▶ **Task description**
Output the listing below verbatim, from its first line to its last.

▶ **Record set**
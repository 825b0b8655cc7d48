//! Prompt templates for analysis, detection, and follow-up chat.
//!
//! Pure templating: the only branch is tier selection. Both analysis
//! templates demand a single JSON object with no surrounding prose and tell
//! the model to answer in the document's source language; the premium
//! template requests a strictly larger and more granular field set.

use pactscan_core::Tier;

const PREMIUM_INSTRUCTIONS: &str = "\
Analyze the following contract and provide:
1. A list of at least 10 potential risks for the party receiving the contract, each with a brief explanation and severity level (low, medium, high).
2. A list of at least 10 potential opportunities or benefits, each with a brief explanation and impact level (low, medium, high).
3. A comprehensive summary of the contract, including key terms and conditions.
4. An overall score for the contract from 0 to 100, higher being more favourable.
5. Any recommendations for improving the contract from the receiving party's perspective.
6. A list of key clauses in the contract.
7. An assessment of the contract's legal compliance.
8. A list of potential negotiation points.
9. The contract duration or term, if applicable.
10. A summary of termination conditions, if applicable.
11. A breakdown of any compensation or financial terms.
12. Any performance metrics or KPIs mentioned.
13. A summary of any other specific clauses worth attention (e.g. intellectual property, confidentiality).

Format your response as a JSON object with the following structure:
{
  \"risks\": [{\"risk\": \"Risk description\", \"explanation\": \"Brief explanation\", \"severity\": \"low|medium|high\"}],
  \"opportunities\": [{\"opportunity\": \"Opportunity description\", \"explanation\": \"Brief explanation\", \"impact\": \"low|medium|high\"}],
  \"summary\": \"Comprehensive summary of the contract\",
  \"overallScore\": \"Overall score from 0 to 100\",
  \"recommendations\": [\"Recommendation 1\", \"Recommendation 2\"],
  \"keyClauses\": [\"Clause 1\", \"Clause 2\"],
  \"legalCompliance\": \"Assessment of legal compliance\",
  \"negotiationPoints\": [\"Point 1\", \"Point 2\"],
  \"contractDuration\": \"Duration of the contract, if applicable\",
  \"terminationConditions\": \"Summary of termination conditions, if applicable\",
  \"compensationStructure\": {
    \"baseSalary\": \"Amount or description\",
    \"bonuses\": \"Description\",
    \"equity\": \"Description\",
    \"otherBenefits\": \"Description\"
  },
  \"performanceMetrics\": [\"Metric 1\", \"Metric 2\"],
  \"specificClauses\": \"Summary of other notable clauses\"
}";

const FREE_INSTRUCTIONS: &str = "\
Analyze the following contract and provide:
1. A list of at most 6 potential risks for the party receiving the contract, each with a brief explanation.
2. A list of at most 6 potential opportunities or benefits, each with a brief explanation.
3. A brief summary of the contract.
4. An overall score for the contract from 0 to 100, higher being more favourable.
5. Any recommendations for improving the contract from the receiving party's perspective.

Format your response as a JSON object with the following structure:
{
  \"risks\": [{\"risk\": \"Risk description\", \"explanation\": \"Brief explanation\"}],
  \"opportunities\": [{\"opportunity\": \"Opportunity description\", \"explanation\": \"Brief explanation\"}],
  \"summary\": \"Brief summary of the contract\",
  \"overallScore\": \"Overall score from 0 to 100\",
  \"recommendations\": [\"Recommendation 1\", \"Recommendation 2\"]
}";

/// Build the tier-specific analysis prompt for one document.
pub fn analysis_prompt(
    document_text: &str,
    tier: Tier,
    contract_type: &str,
    language: &str,
) -> String {
    let instructions = match tier {
        Tier::Premium => PREMIUM_INSTRUCTIONS,
        Tier::Free => FREE_INSTRUCTIONS,
    };
    format!(
        "{instructions}\n\n\
         The contract is of type: {contract_type}.\n\
         Important: Provide only the JSON object in your response, without any additional text, \
         markdown formatting, or commentary. Write all values in the contract's language ({language}).\n\n\
         Contract text:\n\
         {document_text}"
    )
}

/// Ask the model to name the contract category in a few words.
pub fn detect_type_prompt(text: &str) -> String {
    format!(
        "Classify the following contract by category (for example: Employment, Lease, NDA, \
         Service Agreement, Sales). Respond with the category name only, no explanation.\n\n\
         Contract text:\n\
         {text}"
    )
}

/// Ask the model for the document's ISO-639-1 language code.
pub fn detect_language_prompt(text: &str) -> String {
    format!(
        "Identify the language of the following document. Respond with the two-letter \
         ISO-639-1 code only (for example: en, fr, de).\n\n\
         Document text:\n\
         {text}"
    )
}

/// Ground a follow-up question in a stored analysis.
///
/// `context` is the bounded summary of the stored record; the full contract
/// text follows so the model can quote clauses directly.
pub fn chat_prompt(context: &str, contract_text: &str, question: &str) -> String {
    format!(
        "You are answering questions about a specific contract that has already been analysed.\n\
         Answer based only on the analysis context and contract text below. If the question is \
         not related to the contract, say that it is not related to the contract. If the matter \
         needs professional judgement, recommend consulting with a legal professional.\n\n\
         Analysis context:\n\
         {context}\n\n\
         Contract text:\n\
         {contract_text}\n\n\
         Question: {question}"
    )
}

#[cfg(test)]
mod tests {
    use super::*;

    #[test]
    fn premium_requests_levels_and_extended_fields() {
        let p = analysis_prompt("text", Tier::Premium, "Employment", "en");
        assert!(p.contains("severity"));
        assert!(p.contains("impact"));
        assert!(p.contains("at least 10"));
        assert!(p.contains("compensationStructure"));
        assert!(p.contains("negotiationPoints"));
    }

    #[test]
    fn free_requests_reduced_field_set() {
        let p = analysis_prompt("text", Tier::Free, "Employment", "en");
        assert!(!p.contains("severity"));
        assert!(!p.contains("impact"));
        assert!(p.contains("at most 6"));
        assert!(!p.contains("compensationStructure"));
        // Score is still included on the free tier.
        assert!(p.contains("overallScore"));
    }

    #[test]
    fn both_tiers_demand_bare_json_in_source_language() {
        for tier in [Tier::Free, Tier::Premium] {
            let p = analysis_prompt("text", tier, "Lease", "de");
            assert!(p.contains("only the JSON object"));
            assert!(p.contains("(de)"));
            assert!(p.contains("type: Lease"));
        }
    }

    #[test]
    fn document_text_is_embedded() {
        let p = analysis_prompt("THE PARTIES AGREE", Tier::Free, "NDA", "en");
        assert!(p.ends_with("THE PARTIES AGREE"));
    }

    #[test]
    fn chat_prompt_carries_context_and_question() {
        let p = chat_prompt("Score: 70", "full text", "What about notice?");
        assert!(p.contains("Score: 70"));
        assert!(p.contains("full text"));
        assert!(p.contains("Question: What about notice?"));
    }
}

▶ **Output for this task**
repository 825b0b8655cc7d48
//! Prompt templates for analysis, detection, and follow-up chat.
//!
//! Pure templating: the only branch is tier selection. Both analysis
//! templates demand a single JSON object with no surrounding prose and tell
//! the model to answer in the document's source language; the premium
//! template requests a strictly larger and more granular field set.

use pactscan_core::Tier;

const PREMIUM_INSTRUCTIONS: &str = "\
Analyze the following contract and provide:
1. A list of at least 10 potential risks for the party receiving the contract, each with a brief explanation and severity level (low, medium, high).
2. A list of at least 10 potential opportunities or benefits, each with a brief explanation and impact level (low, medium, high).
3. A comprehensive summary of the contract, including key terms and conditions.
4. An overall score for the contract from 0 to 100, higher being more favourable.
5. Any recommendations for improving the contract from the receiving party's perspective.
6. A list of key clauses in the contract.
7. An assessment of the contract's legal compliance.
8. A list of potential negotiation points.
9. The contract duration or term, if applicable.
10. A summary of termination conditions, if applicable.
11. A breakdown of any compensation or financial terms.
12. Any performance metrics or KPIs mentioned.
13. A summary of any other specific clauses worth attention (e.g. intellectual property, confidentiality).

Format your response as a JSON object with the following structure:
{
  \"risks\": [{\"risk\": \"Risk description\", \"explanation\": \"Brief explanation\", \"severity\": \"low|medium|high\"}],
  \"opportunities\": [{\"opportunity\": \"Opportunity description\", \"explanation\": \"Brief explanation\", \"impact\": \"low|medium|high\"}],
  \"summary\": \"Comprehensive summary of the contract\",
  \"overallScore\": \"Overall score from 0 to 100\",
  \"recommendations\": [\"Recommendation 1\", \"Recommendation 2\"],
  \"keyClauses\": [\"Clause 1\", \"Clause 2\"],
  \"legalCompliance\": \"Assessment of legal compliance\",
  \"negotiationPoints\": [\"Point 1\", \"Point 2\"],
  \"contractDuration\": \"Duration of the contract, if applicable\",
  \"terminationConditions\": \"Summary of termination conditions, if applicable\",
  \"compensationStructure\": {
    \"baseSalary\": \"Amount or description\",
    \"bonuses\": \"Description\",
    \"equity\": \"Description\",
    \"otherBenefits\": \"Description\"
  },
  \"performanceMetrics\": [\"Metric 1\", \"Metric 2\"],
  \"specificClauses\": \"Summary of other notable clauses\"
}";

const FREE_INSTRUCTIONS: &str = "\
Analyze the following contract and provide:
1. A list of at most 6 potential risks for the party receiving the contract, each with a brief explanation.
2. A list of at most 6 potential opportunities or benefits, each with a brief explanation.
3. A brief summary of the contract.
4. An overall score for the contract from 0 to 100, higher being more favourable.
5. Any recommendations for improving the contract from the receiving party's perspective.

Format your response as a JSON object with the following structure:
{
  \"risks\": [{\"risk\": \"Risk description\", \"explanation\": \"Brief explanation\"}],
  \"opportunities\": [{\"opportunity\": \"Opportunity description\", \"explanation\": \"Brief explanation\"}],
  \"summary\": \"Brief summary of the contract\",
  \"overallScore\": \"Overall score from 0 to 100\",
  \"recommendations\": [\"Recommendation 1\", \"Recommendation 2\"]
}";

/// Build the tier-specific analysis prompt for one document.
pub fn analysis_prompt(
    document_text: &str,
    tier: Tier,
    contract_type: &str,
    language: &str,
) -> String {
    let instructions = match tier {
        Tier::Premium => PREMIUM_INSTRUCTIONS,
        Tier::Free => FREE_INSTRUCTIONS,
    };
    format!(
        "{instructions}\n\n\
         The contract is of type: {contract_type}.\n\
         Important: Provide only the JSON object in your response, without any additional text, \
         markdown formatting, or commentary. Write all values in the contract's language ({language}).\n\n\
         Contract text:\n\
         {document_text}"
    )
}

/// Ask the model to name the contract category in a few words.
pub fn detect_type_prompt(text: &str) -> String {
    format!(
        "Classify the following contract by category (for example: Employment, Lease, NDA, \
         Service Agreement, Sales). Respond with the category name only, no explanation.\n\n\
         Contract text:\n\
         {text}"
    )
}

/// Ask the model for the document's ISO-639-1 language code.
pub fn detect_language_prompt(text: &str) -> String {
    format!(
        "Identify the language of the following document. Respond with the two-letter \
         ISO-639-1 code only (for example: en, fr, de).\n\n\
         Document text:\n\
         {text}"
    )
}

/// Ground a follow-up question in a stored analysis.
///
/// `context` is the bounded summary of the stored record; the full contract
/// text follows so the model can quote clauses directly.
pub fn chat_prompt(context: &str, contract_text: &str, question: &str) -> String {
    format!(
        "You are answering questions about a specific contract that has already been analysed.\n\
         Answer based only on the analysis context and contract text below. If the question is \
         not related to the contract, say that it is not related to the contract. If the matter \
         needs professional judgement, recommend consulting with a legal professional.\n\n\
         Analysis context:\n\
         {context}\n\n\
         Contract text:\n\
         {contract_text}\n\n\
         Question: {question}"
    )
}

#[cfg(test)]
mod tests {
    use super::*;

    #[test]
    fn premium_requests_levels_and_extended_fields() {
        let p = analysis_prompt("text", Tier::Premium, "Employment", "en");
        assert!(p.contains("severity"));
        assert!(p.contains("impact"));
        assert!(p.contains("at least 10"));
        assert!(p.contains("compensationStructure"));
        assert!(p.contains("negotiationPoints"));
    }

    #[test]
    fn free_requests_reduced_field_set() {
        let p = analysis_prompt("text", Tier::Free, "Employment", "en");
        assert!(!p.contains("severity"));
        assert!(!p.contains("impact"));
        assert!(p.contains("at most 6"));
        assert!(!p.contains("compensationStructure"));
        // Score is still included on the free tier.
        assert!(p.contains("overallScore"));
    }

    #[test]
    fn both_tiers_demand_bare_json_in_source_language() {
        for tier in [Tier::Free, Tier::Premium] {
            let p = analysis_prompt("text", tier, "Lease", "de");
            assert!(p.contains("only the JSON object"));
            assert!(p.contains("(de)"));
            assert!(p.contains("type: Lease"));
        }
    }

    #[test]
    fn document_text_is_embedded() {
        let p = analysis_prompt("THE PARTIES AGREE", Tier::Free, "NDA", "en");
        assert!(p.ends_with("THE PARTIES AGREE"));
    }

    #[test]
    fn chat_prompt_carries_context_and_question() {
        let p = chat_prompt("Score: 70", "full text", "What about notice?");
        assert!(p.contains("Score: 70"));
        assert!(p.contains("full text"));
        assert!(p.contains("Question: What about notice?"));
    }
}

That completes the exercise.